Con las inversiones ocurre lo mismo. Nuestro patrimonio —heredado, fruto del esfuerzo o encomendado para administrar— no es neutral. Puede ser usado para construir o para destruir, para servir al bien común o para negarlo. El dinero habla, y revela a quién servimos. El dilema es actual: ¿invertimos según la lógica cristiana o dejamos que la tibieza nos acomode en la orilla de la conveniencia?

La doctrina social de la Iglesia nos recuerda que la economía es siempre un ámbito moral, y que la inversión no puede desligarse de esa verdad. Cada decisión financiera apoya a empresas y sectores. Y ahí está el riesgo: nuestro dinero puede terminar sosteniendo prácticas que contradicen al magisterio y ponen en entredicho nuestra coherencia. ¿Tiene sentido invertir? ¿Y si con mis ahorros estoy apoyando o me estoy lucrando de empresas que activamente promueven el aborto entre sus empleadas o que atenten abiertamente contra la libertad religiosa? Invertir es lícito y legítimo. Lo que marca la diferencia es cómo lo haces, porque no podemos vivir de espaldas a la verdad de que todo don nos ha sido confiado para dar fruto. El capital no puede ser estéril ni ponerse al servicio de lo contrario al Evangelio. Cada vez más, el inversor cristiano busca activamente que sus inversiones no entren en conflicto con la promoción de la vida, la familia, la dignidad humana y el cuidado de la creación en el sentido integral que propone la Iglesia.  

Las parábolas nos ayudan a verlo con claridad. La de los talentos toca el corazón de este tema. Dios espera que hagamos rendir lo que nos confía. No se trata de enterrar nuestro patrimonio, de paralizarnos por miedo o de justificar nuestra pasividad. La fidelidad pasa por la creatividad, el riesgo y la valentía. El cristiano no es un inversor pusilánime: es alguien que sabe mirar más allá, que se atreve a «remar mar adentro» («duc in altum»), convencido de que su esfuerzo y su dinero pueden ser instrumentos de santidad y transformación social.
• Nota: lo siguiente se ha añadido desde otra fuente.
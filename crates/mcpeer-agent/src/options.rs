use std::collections::HashSet;
use std::time::Duration;

/// Default system prompt.
pub const DEFAULT_SYSTEM_PROMPT: &str =
    "You are a helpful AI assistant that can use tools to help users.";

/// What happens when a tool call fails.
#[derive(Debug, Clone, Copy, PartialEq, Eq, Default)]
pub enum ToolErrorPolicy {
    /// End the run with [`crate::AgentError::Tool`].
    #[default]
    Surface,
    /// Hand the error text to the model as the tool's observation and continue.
    ReportToModel,
}

/// What happens when `max_steps` is reached.
#[derive(Debug, Clone, Copy, PartialEq, Eq, Default)]
pub enum StepLimitPolicy {
    /// Return [`crate::RunOutcome::Aborted`] with the last text seen.
    #[default]
    ReturnPartial,
    /// Fail with [`crate::AgentError::StepLimitExceeded`].
    Error,
}

/// Tool visibility in server manager mode when no single server is implied
/// by the model's last step.
#[derive(Debug, Clone, Copy, PartialEq, Eq, Default)]
pub enum ServerManagerFallback {
    /// Offer every server's tools.
    #[default]
    AllTools,
    /// Keep the previously active server; before one is chosen, only the
    /// manager tools are offered.
    KeepActive,
}

/// Agent settings. Build through [`crate::AgentBuilder`].
#[derive(Debug, Clone)]
pub struct AgentOptions {
    /// Model selections per run; always at least 1.
    pub max_steps: usize,
    /// Tool names never offered to the model.
    pub disallowed_tools: HashSet<String>,
    /// Restrict visible tools to the server of the model's latest choice.
    pub use_server_manager: bool,
    /// Only use this server's tools (overridden by `run`'s `server_name`).
    pub server_name: Option<String>,
    pub system_prompt: String,
    pub tool_error_policy: ToolErrorPolicy,
    /// Extra attempts for a failing tool call before the error policy applies.
    pub max_tool_retries: u32,
    pub step_limit_policy: StepLimitPolicy,
    pub server_manager_fallback: ServerManagerFallback,
    /// How long an in-flight tool call may keep running after its stream is dropped.
    pub cancel_grace: Duration,
    /// Events buffered by `astream` before the run waits for the consumer.
    pub stream_buffer: usize,
}

impl Default for AgentOptions {
    fn default() -> Self {
        Self {
            max_steps: 5,
            disallowed_tools: HashSet::new(),
            use_server_manager: false,
            server_name: None,
            system_prompt: DEFAULT_SYSTEM_PROMPT.to_string(),
            tool_error_policy: ToolErrorPolicy::default(),
            max_tool_retries: 0,
            step_limit_policy: StepLimitPolicy::default(),
            server_manager_fallback: ServerManagerFallback::default(),
            cancel_grace: Duration::from_secs(5),
            stream_buffer: 32,
        }
    }
}
use std::collections::HashMap;
use std::path::Path;
use std::sync::Arc;

use serde_json::Value;
use tokio::sync::{Mutex, RwLock};

use super::config::McpConfig;
use super::error::McpError;
use super::session::{Connector, McpSession, RmcpConnector, ToolDescriptor, ToolOutput};

/// Owns an MCP configuration and the sessions opened from it.
///
/// Construction never connects; sessions are created on demand by
/// [`McpClient::connect`] and live until [`McpClient::close`] or
/// [`McpClient::close_all`]. The client is meant to be shared behind an
/// `Arc` by any number of agents.
pub struct McpClient {
    config: McpConfig,
    connector: Arc<dyn Connector>,
    sessions: RwLock<HashMap<String, Arc<dyn McpSession>>>,
    connect_locks: HashMap<String, Mutex<()>>,
}

/// Connection state of a configured server.
#[derive(Debug, Clone, PartialEq, Eq)]
pub enum ServerStatus {
    Connected,
    Disconnected,
}

impl std::fmt::Debug for McpClient {
    fn fmt(&self, f: &mut std::fmt::Formatter<'_>) -> std::fmt::Result {
        f.debug_struct("McpClient")
            .field("servers", &self.config.server_names())
            .finish_non_exhaustive()
    }
}

impl McpClient {
    /// A client that connects through `rmcp`.
    #[must_use]
    pub fn new(config: McpConfig) -> Self {
        Self::with_connector(config, Arc::new(RmcpConnector))
    }

    /// A client that creates sessions with `connector`.
    #[must_use]
    pub fn with_connector(config: McpConfig, connector: Arc<dyn Connector>) -> Self {
        let connect_locks = config
            .server_names()
            .into_iter()
            .map(|name| (name.to_string(), Mutex::new(())))
            .collect();
        Self {
            config,
            connector,
            sessions: RwLock::new(HashMap::new()),
            connect_locks,
        }
    }

    /// Builds a client from a `{"mcpServers": {...}}` value.
    ///
    /// # Errors
    /// Returns [`McpError::Configuration`] if the value is not a valid configuration.
    pub fn from_dict(value: Value) -> Result<Self, McpError> {
        McpConfig::from_value(value).map(Self::new)
    }

    /// Builds a client from a JSON, YAML or TOML configuration file.
    ///
    /// # Errors
    /// Returns [`McpError::Configuration`] if the file cannot be read or parsed.
    pub fn from_config_file(path: &Path) -> Result<Self, McpError> {
        McpConfig::from_file(path).map(Self::new)
    }

    #[must_use]
    pub const fn config(&self) -> &McpConfig {
        &self.config
    }

    /// Returns the session for `server_name`, connecting if needed.
    ///
    /// Concurrent callers for the same server share a single session. A slow
    /// handshake only holds up callers of that server.
    ///
    /// # Errors
    /// Returns [`McpError::Connection`] if the server is not configured or
    /// every connection attempt fails.
    pub async fn connect(&self, server_name: &str) -> Result<Arc<dyn McpSession>, McpError> {
        if let Some(session) = self.session(server_name).await {
            return Ok(session);
        }

        let (server, lock) = self
            .config
            .server(server_name)
            .zip(self.connect_locks.get(server_name))
            .ok_or_else(|| {
                McpError::connection(server_name, "server is not in the configuration")
            })?;

        let _guard = lock.lock().await;
        if let Some(session) = self.session(server_name).await {
            return Ok(session);
        }

        let settings = self.config.settings();
        let mut attempt = 0;
        let session = loop {
            match self.connector.connect(server).await {
                Ok(session) => break session,
                Err(e) if attempt < settings.max_retries => {
                    attempt += 1;
                    log::warn!(
                        "Connection to '{server_name}' failed: {e}; retrying ({attempt}/{})",
                        settings.max_retries
                    );
                    tokio::time::sleep(settings.retry_delay()).await;
                }
                Err(e) => {
                    log::error!("Failed to connect to MCP server '{server_name}': {e}");
                    return Err(e);
                }
            }
        };

        self.sessions
            .write()
            .await
            .insert(server_name.to_string(), session.clone());
        Ok(session)
    }

    /// Connects every configured server, skipping the ones that fail.
    ///
    /// Returns the names of the connected servers in configuration order.
    ///
    /// # Errors
    /// Returns [`McpError::Connection`] if servers are configured but none connects.
    pub async fn connect_all(&self) -> Result<Vec<String>, McpError> {
        let mut connected = Vec::new();
        let mut last_error = None;

        for name in self.config.server_names() {
            match self.connect(name).await {
                Ok(_) => connected.push(name.to_string()),
                Err(e) => {
                    log::warn!("Skipping MCP server '{name}': {e}");
                    last_error = Some(e);
                }
            }
        }

        match last_error {
            Some(e) if connected.is_empty() => Err(McpError::connection(
                "*",
                format!("no MCP server could be connected (last error: {e})"),
            )),
            _ => Ok(connected),
        }
    }

    /// Tools advertised by a connected server.
    ///
    /// # Errors
    /// Returns [`McpError::Connection`] if the server is not connected or the
    /// listing fails.
    pub async fn list_tools(&self, server_name: &str) -> Result<Vec<ToolDescriptor>, McpError> {
        self.connected(server_name).await?.list_tools().await
    }

    /// Calls a tool on a connected server.
    ///
    /// # Errors
    /// Returns [`McpError::Connection`] if the server is not connected and
    /// [`McpError::ToolExecution`] if the call fails.
    pub async fn call_tool(
        &self,
        server_name: &str,
        tool: &str,
        arguments: Value,
    ) -> Result<ToolOutput, McpError> {
        self.connected(server_name)
            .await?
            .call_tool(tool, arguments)
            .await
    }

    /// Closes one session. Closing a server that is not connected does nothing.
    ///
    /// # Errors
    /// Returns [`McpError::Connection`] if the session fails to shut down.
    pub async fn close(&self, server_name: &str) -> Result<(), McpError> {
        let session = self.sessions.write().await.remove(server_name);
        match session {
            Some(session) => session.close().await,
            None => Ok(()),
        }
    }

    /// Closes every session, attempting all of them even if some fail.
    ///
    /// # Errors
    /// Returns the first shutdown error.
    pub async fn close_all(&self) -> Result<(), McpError> {
        let sessions: Vec<_> = self.sessions.write().await.drain().collect();
        let mut first_error = None;
        for (name, session) in sessions {
            log::info!("Shutting down connection to '{name}'");
            if let Err(e) = session.close().await {
                log::warn!("Failed to close MCP server '{name}': {e}");
                first_error.get_or_insert(e);
            }
        }
        first_error.map_or(Ok(()), Err)
    }

    /// Names of connected servers, in configuration order.
    pub async fn active_sessions(&self) -> Vec<String> {
        let sessions = self.sessions.read().await;
        self.config
            .server_names()
            .into_iter()
            .filter(|name| sessions.contains_key(*name))
            .map(ToString::to_string)
            .collect()
    }

    pub async fn is_connected(&self, server_name: &str) -> bool {
        self.sessions.read().await.contains_key(server_name)
    }

    /// Connection state of every configured server, in configuration order.
    pub async fn status(&self) -> Vec<(String, ServerStatus)> {
        let sessions = self.sessions.read().await;
        self.config
            .server_names()
            .into_iter()
            .map(|name| {
                let status = if sessions.contains_key(name) {
                    ServerStatus::Connected
                } else {
                    ServerStatus::Disconnected
                };
                (name.to_string(), status)
            })
            .collect()
    }

    /// The live session for a server, if connected.
    pub async fn session(&self, server_name: &str) -> Option<Arc<dyn McpSession>> {
        self.sessions.read().await.get(server_name).cloned()
    }

    async fn connected(&self, server_name: &str) -> Result<Arc<dyn McpSession>, McpError> {
        self.session(server_name)
            .await
            .ok_or_else(|| McpError::connection(server_name, "server is not connected"))
    }
}

#[cfg(test)]
mod tests {
    #![allow(clippy::unwrap_used)]
    #![allow(clippy::expect_used)]

    use std::time::Duration;

    use super::*;
    use crate::mcp::config::{McpSettings, ServerConfig};
    use crate::mcp::testing::{FakeConnector, FakeServer};
    use serde_json::json;

    fn two_server_config() -> McpConfig {
        McpConfig::new(vec![
            ServerConfig::stdio("search", "search-server", ["--stdio"]),
            ServerConfig::stdio("browser", "browser-server", ["--stdio"]),
        ])
        .unwrap()
    }

    fn connector() -> Arc<FakeConnector> {
        Arc::new(
            FakeConnector::new()
                .with_server(FakeServer::new("search").with_text_tool("web_search", "results"))
                .with_server(FakeServer::new("browser").with_text_tool("navigate", "ok")),
        )
    }

    #[tokio::test]
    async fn test_construction_does_not_connect() {
        let connector = connector();
        let client = McpClient::with_connector(two_server_config(), connector.clone());
        assert!(client.active_sessions().await.is_empty());
        assert_eq!(connector.connect_count(), 0);
    }

    #[tokio::test]
    async fn test_connect_is_idempotent() {
        let connector = connector();
        let client = McpClient::with_connector(two_server_config(), connector.clone());

        let a = client.connect("search").await.unwrap();
        let b = client.connect("search").await.unwrap();
        assert!(Arc::ptr_eq(&a, &b));
        assert_eq!(connector.connect_count(), 1);
        assert!(client.is_connected("search").await);
        assert!(!client.is_connected("browser").await);
    }

    #[tokio::test]
    async fn test_concurrent_connects_share_one_session() {
        let connector = Arc::new(
            FakeConnector::new()
                .with_server(FakeServer::new("search").with_text_tool("web_search", "results"))
                .with_connect_delay(Duration::from_millis(20)),
        );
        let client = Arc::new(McpClient::with_connector(two_server_config(), connector.clone()));

        let handles: Vec<_> = (0..8)
            .map(|_| {
                let client = client.clone();
                tokio::spawn(async move { client.connect("search").await.map(|_| ()) })
            })
            .collect();
        for handle in handles {
            handle.await.unwrap().unwrap();
        }
        assert_eq!(connector.connect_count(), 1);
    }

    #[tokio::test]
    async fn test_slow_server_does_not_block_other_servers() {
        let connector = Arc::new(
            FakeConnector::new()
                .with_server(FakeServer::new("search").with_text_tool("web_search", "results"))
                .with_server(FakeServer::new("browser").with_text_tool("navigate", "ok"))
                .with_slow_server("search", Duration::from_secs(30)),
        );
        let client = Arc::new(McpClient::with_connector(two_server_config(), connector.clone()));

        let slow = {
            let client = client.clone();
            tokio::spawn(async move { client.connect("search").await.map(|_| ()) })
        };
        while connector.connect_count() == 0 {
            tokio::task::yield_now().await;
        }

        tokio::time::timeout(Duration::from_secs(2), client.connect("browser"))
            .await
            .expect("browser connect waited on the search handshake")
            .unwrap();
        assert_eq!(client.active_sessions().await, vec!["browser"]);
        assert!(!slow.is_finished());
        slow.abort();
    }

    #[tokio::test]
    async fn test_unknown_server_is_a_connection_error() {
        let client = McpClient::with_connector(two_server_config(), connector());
        let err = client.connect("nope").await.err().unwrap();
        assert!(err.is_connection());

        let err = client.list_tools("search").await.unwrap_err();
        assert!(err.is_connection());
    }

    #[tokio::test]
    async fn test_retries_then_gives_up() {
        let config = two_server_config().with_settings(McpSettings {
            max_retries: 2,
            retry_delay_ms: 1,
        });
        let connector = Arc::new(FakeConnector::new().with_failing_server("search"));
        let client = McpClient::with_connector(config, connector.clone());

        assert!(client.connect("search").await.is_err());
        assert_eq!(connector.connect_count(), 3);
    }

    #[tokio::test]
    async fn test_connect_all_skips_failures() {
        let connector = Arc::new(
            FakeConnector::new()
                .with_server(FakeServer::new("browser").with_text_tool("navigate", "ok"))
                .with_failing_server("search"),
        );
        let client = McpClient::with_connector(two_server_config(), connector);

        assert_eq!(client.connect_all().await.unwrap(), vec!["browser"]);

        let none = McpClient::with_connector(
            two_server_config(),
            Arc::new(FakeConnector::new().with_failing_server("search")),
        );
        assert!(none.connect_all().await.unwrap_err().is_connection());
    }

    #[tokio::test]
    async fn test_list_and_call_tools() {
        let client = McpClient::with_connector(two_server_config(), connector());
        client.connect("search").await.unwrap();

        let tools = client.list_tools("search").await.unwrap();
        assert_eq!(tools.len(), 1);
        assert_eq!(tools[0].name, "web_search");

        let output = client
            .call_tool("search", "web_search", json!({"q": "rust"}))
            .await
            .unwrap();
        assert_eq!(output, ToolOutput::text("results"));
    }

    #[tokio::test]
    async fn test_close_and_close_all() {
        let connector = connector();
        let client = McpClient::with_connector(two_server_config(), connector.clone());
        client.connect_all().await.unwrap();
        assert_eq!(client.active_sessions().await, vec!["search", "browser"]);

        client.close("search").await.unwrap();
        client.close("search").await.unwrap();
        assert_eq!(client.active_sessions().await, vec!["browser"]);
        assert_eq!(
            client.status().await,
            vec![
                ("search".to_string(), ServerStatus::Disconnected),
                ("browser".to_string(), ServerStatus::Connected),
            ]
        );

        client.close_all().await.unwrap();
        assert!(client.active_sessions().await.is_empty());
        assert_eq!(connector.close_count(), 2);
    }

    #[test]
    fn test_from_dict_rejects_bad_config() {
        assert!(
            McpClient::from_dict(json!({"nope": {}}))
                .unwrap_err()
                .is_configuration()
        );
        let client = McpClient::from_dict(json!({
            "mcpServers": {"a": {"command": "a"}, "b": {"url": "http://localhost:9/mcp"}}
        }))
        .unwrap();
        assert_eq!(client.config().server_names(), vec!["a", "b"]);
    }
}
Por eso, la pregunta decisiva no es si tenemos mucho o poco, sino si administramos en coherencia. La alternativa existe: se llama inversión coherente con la fe (o faithful investing en inglés). Consiste en alinear la inversión con la fe para evitar la incoherencia que muchas veces oscurece nuestro testimonio. No se trata de moralismos, sino de libertad. El dinero solo se convierte en esclavitud cuando lo dejamos gobernar; cuando lo ponemos en su sitio, puede ser un instrumento estupendo de testimonio cristiano y de servicio al bien común.

Al final, parafraseando a santa Teresa de Calcuta, la verdadera rentabilidad no se mide en porcentajes, sino en fidelidad al don recibido. Invertir según la doctrina social de la Iglesia no es solo posible: es necesario. Cada vez más cristianos apuestan por poner todo lo posible de su parte, sin escurrir responsabilidades, comprometiéndose con su fe incluso en lo económico. Yo solo puedo sumarme a esa actitud vital y, como decía Julián Marías, «por mí, que no quede».